Lael Neale on “Altogether Stranger” and Seeing Both Sides | Under the Radar | Music Blog for the Indie Music Magazine
Saturday, July 11th, 2026  

Lael Neale at her family's farm in Virginia.

Lael Neale on “Altogether Stranger” and Seeing Both Sides

Adios to All That Concrete

May 02, 2025 Web Exclusive Photography by Wendy Lynch Redfern (for Under the Radar)

Releasing her third album on Sub Pop in five years, Lael Neale reflects that each of the records she has put out on the label has been a reaction to living in or living away from Los Angeles. “I write in response to the environment [I’m in]. Acquainted with Night was a response to living in LA. More of a pulling in and an internal juxtaposition to the craziness of the city. And Star Eaters Delight was more of an outward push, because I was so isolated during the pandemic being [back] on the farm [in Virginia]. And now Altogether Stranger is my reaction to being back in the city again but more in an aggravated way,” Neale explains.

Ironically, since the new album centers on Neale’s observations of coming back to LA in the Fall of 2023, she and I are talking via Zoom a few days after Neale has returned to her native Virginia. This time likely for good. Neale is currently living on the family farm where she grew up from the time she was 11. The same place she decamped to during the pandemic to write Star Eaters. “I’ve always had this dream of being a gardener and having some land, some chickens. And we already have that [here]. So it seemed natural and a letting go of a past version of myself. But it was hard to do because there are so many special things about Los Angeles and who I am [when I’m] in the city. Your finger is much more on the pulse of what’s happening in the world and in art and music. So this [move] was definitely letting go of that. And that’s okay. I think it’s time. I’m ready,” Neale says.

Neale shares that she has made six cross-country road trips since originally moving to LA in 2011. And naturally that brings to question what kept pulling her back to the West Coast. “There’s nothing like the people there,” she says. “It’s truly a magical place. I will always love Los Angeles. The idea that you can go out to the café and strike up a conversation with anyone and they are already on your wavelength. You don’t have to navigate all the surface level conversations that you sometimes have to have in Virginia.” Neale goes on to explain that back home when people hear that she’s a singer she’ll be asked if she’s been on American Idol. A funny anecdote, but also a telling one that points to the social alienation of being outside of the arts scene.

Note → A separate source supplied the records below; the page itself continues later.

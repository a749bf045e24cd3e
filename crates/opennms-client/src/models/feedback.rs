//! Situation feedback (alarm correlation feedback)

use super::enums::{CodedEnum, FeedbackType};
use chrono::{DateTime, Utc};
use serde::{Deserialize, Serialize};

/// Operator feedback on one alarm of a correlated situation
#[derive(Debug, Clone, Default, PartialEq, Serialize)]
#[serde(rename_all = "camelCase")]
pub struct SituationFeedback {
    pub alarm_key: Option<String>,
    pub fingerprint: Option<String>,
    pub feedback_type: Option<FeedbackType>,
    pub reason: Option<String>,
    pub user: Option<String>,
    pub timestamp: Option<DateTime<Utc>>,
    pub root_cause: Option<bool>,
    pub tags: Option<Vec<String>>,
}

impl SituationFeedback {
    /// Wire form for write operations; the entity itself is left untouched
    pub fn to_payload(&self) -> FeedbackPayload {
        FeedbackPayload {
            alarm_key: self.alarm_key.clone(),
            fingerprint: self.fingerprint.clone(),
            feedback_type: self.feedback_type.map(|t| t.code().to_string()),
            reason: self.reason.clone(),
            user: self.user.clone(),
            timestamp: self.timestamp.map(|t| t.timestamp_millis()),
            root_cause: self.root_cause,
            tags: self.tags.clone(),
        }
    }
}

/// Serialized feedback as sent to the server
///
/// Unset fields are omitted, `feedbackType` is the string code and
/// `timestamp` is epoch milliseconds.
#[derive(Debug, Clone, Default, PartialEq, Serialize, Deserialize)]
#[serde(rename_all = "camelCase")]
pub struct FeedbackPayload {
    #[serde(skip_serializing_if = "Option::is_none")]
    pub alarm_key: Option<String>,
    #[serde(skip_serializing_if = "Option::is_none")]
    pub fingerprint: Option<String>,
    #[serde(skip_serializing_if = "Option::is_none")]
    pub feedback_type: Option<String>,
    #[serde(skip_serializing_if = "Option::is_none")]
    pub reason: Option<String>,
    #[serde(skip_serializing_if = "Option::is_none")]
    pub user: Option<String>,
    #[serde(skip_serializing_if = "Option::is_none")]
    pub timestamp: Option<i64>,
    #[serde(skip_serializing_if = "Option::is_none")]
    pub root_cause: Option<bool>,
    #[serde(skip_serializing_if = "Option::is_none")]
    pub tags: Option<Vec<String>>,
}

It’s enough to lead one to wonder whether Neale is back in her element or not. But as Altogether Stranger is her reaction to moving back to LA, the album picks up on her jarring transition back there. Songs like “Down on the Freeway” and “Tell Me How to Be Here” point distinctly to it. “‘Down on the Freeway’ is supposed to sound mechanical and machine-like, which is how society in certain cities feels to me. Very divorced from feeling sometimes,” Neale explains. Living in the hills of Echo Park amongst the “brave houses” that she describes in “Tell Me How to Be Here,” Neale often felt she was in an alien landscape. “I felt very strange in the house. It was empty in a minimalist way. [Partly] because I’m kind of cheap and wouldn’t get the things that would make a home cozy or nice. I couldn’t get comfortable and our next-door neighbor would randomly get up at 3 a.m. and start playing this crazy jazz piano. Or sometimes the cabinets would just pop open at night,” Neale says.

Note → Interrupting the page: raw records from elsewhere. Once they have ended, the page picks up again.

//! Server and authentication configuration
//!
//! A [`ServerConfig`] is read-only input to the transport: base URL, optional
//! display name, basic-auth credentials and the default request timeout.

use crate::error::OnmsError;
use reqwest::Url;
use std::fmt;
use std::time::Duration;

/// Default base URL used when `OPENNMS_URL` is not set
pub const DEFAULT_URL: &str = "http://localhost:8980/opennms/";

/// Default request timeout
pub const DEFAULT_TIMEOUT: Duration = Duration::from_millis(10_000);

/// Basic-auth credentials
#[derive(Clone, PartialEq, Eq)]
pub struct AuthConfig {
    username: String,
    password: String,
}

impl AuthConfig {
    pub fn new(username: impl Into<String>, password: impl Into<String>) -> Self {
        Self {
            username: username.into(),
            password: password.into(),
        }
    }

    pub fn username(&self) -> &str {
        &self.username
    }

    pub fn password(&self) -> &str {
        &self.password
    }
}

impl fmt::Debug for AuthConfig {
    fn fmt(&self, f: &mut fmt::Formatter<'_>) -> fmt::Result {
        f.debug_struct("AuthConfig")
            .field("username", &self.username)
            .field("password", &"<redacted>")
            .finish()
    }
}

/// Connection settings for one OpenNMS server
#[derive(Debug, Clone, PartialEq, Eq)]
pub struct ServerConfig {
    name: Option<String>,
    url: Url,
    auth: Option<AuthConfig>,
    timeout: Duration,
}

impl ServerConfig {
    /// Start building a configuration for the server at `url`
    pub fn builder(url: impl Into<String>) -> ServerConfigBuilder {
        ServerConfigBuilder {
            url: url.into(),
            name: None,
            auth: None,
            timeout: DEFAULT_TIMEOUT,
        }
    }

    /// Load configuration from `OPENNMS_URL`, `OPENNMS_USERNAME`,
    /// `OPENNMS_PASSWORD` and `OPENNMS_TIMEOUT_MS`.
    pub fn from_env() -> Result<Self, OnmsError> {
        Self::from_vars(|key| std::env::var(key).ok())
    }

    /// Same as [`ServerConfig::from_env`], reading variables through `lookup`.
    pub fn from_vars<F>(lookup: F) -> Result<Self, OnmsError>
    where
        F: Fn(&str) -> Option<String>,
    {
        let url = lookup("OPENNMS_URL").unwrap_or_else(|| DEFAULT_URL.to_string());
        let mut builder = Self::builder(url);

        match (lookup("OPENNMS_USERNAME"), lookup("OPENNMS_PASSWORD")) {
            (Some(username), Some(password)) => {
                builder = builder.auth(AuthConfig::new(username, password));
            }
            (Some(_), None) | (None, Some(_)) => {
                return Err(OnmsError::InvalidConfig(
                    "OPENNMS_USERNAME and OPENNMS_PASSWORD must be set together".to_string(),
                ));
            }
            (None, None) => {}
        }

        if let Some(raw) = lookup("OPENNMS_TIMEOUT_MS") {
            let millis: u64 = raw.trim().parse().map_err(|_| {
                OnmsError::InvalidConfig(format!("OPENNMS_TIMEOUT_MS is not a number: {raw}"))
            })?;
            builder = builder.timeout(Duration::from_millis(millis));
        }

        builder.build()
    }

    pub fn name(&self) -> Option<&str> {
        self.name.as_deref()
    }

    pub fn url(&self) -> &Url {
        &self.url
    }

    pub fn auth(&self) -> Option<&AuthConfig> {
        self.auth.as_ref()
    }

    pub fn timeout(&self) -> Duration {
        self.timeout
    }

    /// Resolve a REST path (e.g. `rest/nodes/1`) against the base URL
    pub fn resolve_url(&self, path: &str) -> Result<Url, OnmsError> {
        self.url
            .join(path.trim_start_matches('/'))
            .map_err(|e| OnmsError::InvalidConfig(format!("cannot resolve {path}: {e}")))
    }
}

/// Builder for [`ServerConfig`]
#[derive(Debug, Clone)]
pub struct ServerConfigBuilder {
    url: String,
    name: Option<String>,
    auth: Option<AuthConfig>,
    timeout: Duration,
}

impl ServerConfigBuilder {
    pub fn name(mut self, name: impl Into<String>) -> Self {
        self.name = Some(name.into());
        self
    }

    pub fn auth(mut self, auth: AuthConfig) -> Self {
        self.auth = Some(auth);
        self
    }

    pub fn timeout(mut self, timeout: Duration) -> Self {
        self.timeout = timeout;
        self
    }

    pub fn build(self) -> Result<ServerConfig, OnmsError> {
        // Url::join drops the last path segment unless the base ends in '/'
        let raw = if self.url.ends_with('/') {
            self.url
        } else {
            format!("{}/", self.url)
        };
        let url = Url::parse(&raw)
            .map_err(|e| OnmsError::InvalidConfig(format!("invalid server URL {raw}: {e}")))?;
        if url.cannot_be_a_base() {
            return Err(OnmsError::InvalidConfig(format!(
                "server URL cannot be used as a base: {raw}"
            )));
        }

        Ok(ServerConfig {
            name: self.name,
            url,
            auth: self.auth,
            timeout: self.timeout,
        })
    }
}

#[cfg(test)]
mod tests {
    use super::*;
    use std::collections::HashMap;

    fn vars(pairs: &[(&str, &str)]) -> impl Fn(&str) -> Option<String> {
        let map: HashMap<String, String> = pairs
            .iter()
            .map(|(k, v)| (k.to_string(), v.to_string()))
            .collect();
        move |key| map.get(key).cloned()
    }

    #[test]
    fn test_resolve_url_keeps_context_path() {
        let server = ServerConfig::builder("http://demo.opennms.org/opennms")
            .name("Demo")
            .build()
            .unwrap();
        assert_eq!(server.name(), Some("Demo"));
        assert_eq!(
            server.resolve_url("rest/nodes/1").unwrap().as_str(),
            "http://demo.opennms.org/opennms/rest/nodes/1"
        );
        assert_eq!(
            server.resolve_url("/rest/nodes").unwrap().as_str(),
            "http://demo.opennms.org/opennms/rest/nodes"
        );
    }

    #[test]
    fn test_invalid_url_rejected() {
        let err = ServerConfig::builder("not a url").build().unwrap_err();
        assert!(matches!(err, OnmsError::InvalidConfig(_)));
    }

    #[test]
    fn test_from_vars_defaults() {
        let server = ServerConfig::from_vars(vars(&[])).unwrap();
        assert_eq!(server.url().as_str(), DEFAULT_URL);
        assert!(server.auth().is_none());
        assert_eq!(server.timeout(), DEFAULT_TIMEOUT);
    }

    #[test]
    fn test_from_vars_reads_credentials_and_timeout() {
        let server = ServerConfig::from_vars(vars(&[
            ("OPENNMS_URL", "https://nms.example.com/opennms/"),
            ("OPENNMS_USERNAME", "admin"),
            ("OPENNMS_PASSWORD", "secret"),
            ("OPENNMS_TIMEOUT_MS", "2500"),
        ]))
        .unwrap();
        let auth = server.auth().unwrap();
        assert_eq!(auth.username(), "admin");
        assert_eq!(auth.password(), "secret");
        assert_eq!(server.timeout(), Duration::from_millis(2500));
    }

    #[test]
    fn test_from_vars_rejects_half_credentials() {
        let err = ServerConfig::from_vars(vars(&[("OPENNMS_USERNAME", "admin")])).unwrap_err();
        assert!(matches!(err, OnmsError::InvalidConfig(_)));
    }

    #[test]
    fn test_from_vars_rejects_bad_timeout() {
        let err = ServerConfig::from_vars(vars(&[("OPENNMS_TIMEOUT_MS", "soon")])).unwrap_err();
        assert!(matches!(err, OnmsError::InvalidConfig(_)));
    }

    #[test]
    fn test_auth_debug_redacts_password() {
        let auth = AuthConfig::new("demo", "hunter2");
        let rendered = format!("{auth:?}");
        assert!(rendered.contains("demo"));
        assert!(!rendered.contains("hunter2"));
    }
}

“The overstimulation, the noise, the cars, it’s almost like my nervous system just couldn’t handle it,” Neale continues about feeling out of place in her chosen surroundings. “I was much more anxious and ungrounded and that lends itself in some ways to making art for sure. So it’s not necessarily bad, but I just didn’t want to be on concrete and asphalt all the time.”

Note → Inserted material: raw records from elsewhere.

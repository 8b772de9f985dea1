use anyhow::Context;
use clap::{Parser, Subcommand};
use std::net::SocketAddr;
use std::path::PathBuf;
use std::sync::Arc;
use std::time::Duration;

use kbrag_answer::{ChatPayload, RagService};
use kbrag_cli::{logging, server};
use kbrag_core::config::{resolve_with_base, Config};
use kbrag_embed::get_default_embedder;
use kbrag_vector::IndexBuilder;

#[derive(Parser)]
#[command(name = "kbrag", about = "Question answering over an internal document corpus", version)]
struct Cli {
    #[command(subcommand)]
    command: Command,
}

#[derive(Subcommand)]
enum Command {
    /// Build the vector index from the corpus, replacing any existing index
    Index {
        #[arg(long)]
        data_dir: Option<String>,
        #[arg(long)]
        index_dir: Option<String>,
        /// Hide the progress bar
        #[arg(long)]
        quiet: bool,
    },
    /// Answer one question and print the JSON response
    Ask {
        query: String,
        #[arg(long)]
        k: Option<i64>,
        #[arg(long, default_value = "chain")]
        mode: String,
    },
    /// Serve the HTTP API
    Serve {
        #[arg(long)]
        host: Option<String>,
        #[arg(long)]
        port: Option<u16>,
    },
}

#[tokio::main]
async fn main() -> anyhow::Result<()> {
    let _ = dotenvy::dotenv();
    logging::init();
    let cli = Cli::parse();

    let settings = Config::load()?.settings().context("loading configuration")?;
    let base_dir = std::env::current_dir()?;

    match cli.command {
        Command::Index { data_dir, index_dir, quiet } => {
            let data_dir = data_dir
                .map(|d| resolve_with_base(&base_dir, d))
                .unwrap_or_else(|| settings.data.raw_dir_path(&base_dir));
            let index_dir: PathBuf = index_dir
                .map(|d| resolve_with_base(&base_dir, d))
                .unwrap_or_else(|| settings.data.index_dir_path(&base_dir));

            let embedder = get_default_embedder(&settings.embedding)?;
            let builder = IndexBuilder::from_settings(&settings, embedder)?.with_progress(!quiet);
            let report = builder.build(&data_dir, &index_dir).await?;

            println!("Indexed {} documents into {} chunks", report.documents, report.chunks);
            println!("Index: {} ({}-dim, {})", index_dir.display(), report.dimension, report.embedder_id);
            if report.skipped > 0 {
                println!("Skipped {} unsupported files", report.skipped);
            }
            if !report.failures.is_empty() {
                println!("Failed to read {} files:", report.failures.len());
                for failure in &report.failures {
                    println!("  {}: {}", failure.path.display(), failure.message);
                }
            }
        }
        Command::Ask { query, k, mode } => {
            let service = RagService::from_settings(&settings, &base_dir)?;
            let response = service.chat(ChatPayload { query: Some(query), k, mode: Some(mode) }).await?;
            println!("{}", serde_json::to_string_pretty(&response)?);
        }
        Command::Serve { host, port } => {
            let host = host.unwrap_or_else(|| settings.server.host.clone());
            let port = port.unwrap_or(settings.server.port);
            let addr: SocketAddr = format!("{host}:{port}")
                .parse()
                .with_context(|| format!("invalid listen address {host}:{port}"))?;
            let service = Arc::new(RagService::from_settings(&settings, &base_dir)?);
            server::serve(service, addr, Duration::from_secs(settings.server.request_timeout_secs)).await?;
        }
    }
    Ok(())
}
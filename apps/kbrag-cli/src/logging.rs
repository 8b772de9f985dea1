use tracing_subscriber::layer::SubscriberExt;
use tracing_subscriber::util::SubscriberInitExt;

/// Stderr logging filtered by `RUST_LOG` (default `info`). Safe to call more than once.
pub fn init() {
    let env_filter = tracing_subscriber::EnvFilter::try_from_default_env()
        .unwrap_or_else(|_| tracing_subscriber::EnvFilter::new("info"));
    let stderr_layer = tracing_subscriber::fmt::layer()
        .with_target(false)
        .with_writer(std::io::stderr);
    let _ = tracing_subscriber::registry().with(env_filter).with(stderr_layer).try_init();
}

In spite of the urban agita, Neale feels there are important reasons for people to experience both the fully charged city life and the more sheltered surroundings of the countryside. “Cities can be sad,” she explains. “There’s a lot of homeless people and there’s a lot of pain and suffering. I think it’s important for everyone to see that and come in contact with it and have compassion for it. That’s what some of the songs on the album are trying to get across. We make all this trash and just put it out on the street. There’s a very direct and visceral understanding of what’s happening in society and the world. Whereas people in rural places are like, ‘What are they making a big deal about?’ I feel like it’s been hugely educational for me to go back and forth between Virginia and Los Angeles. It’s made me have so much more compassion and empathy for people I would completely disagree with on certain things. I see the [only] world that they have ever seen [in Virginia] and it’s different. It’s okay to have compassion for those people too, because they haven’t seen the same things.”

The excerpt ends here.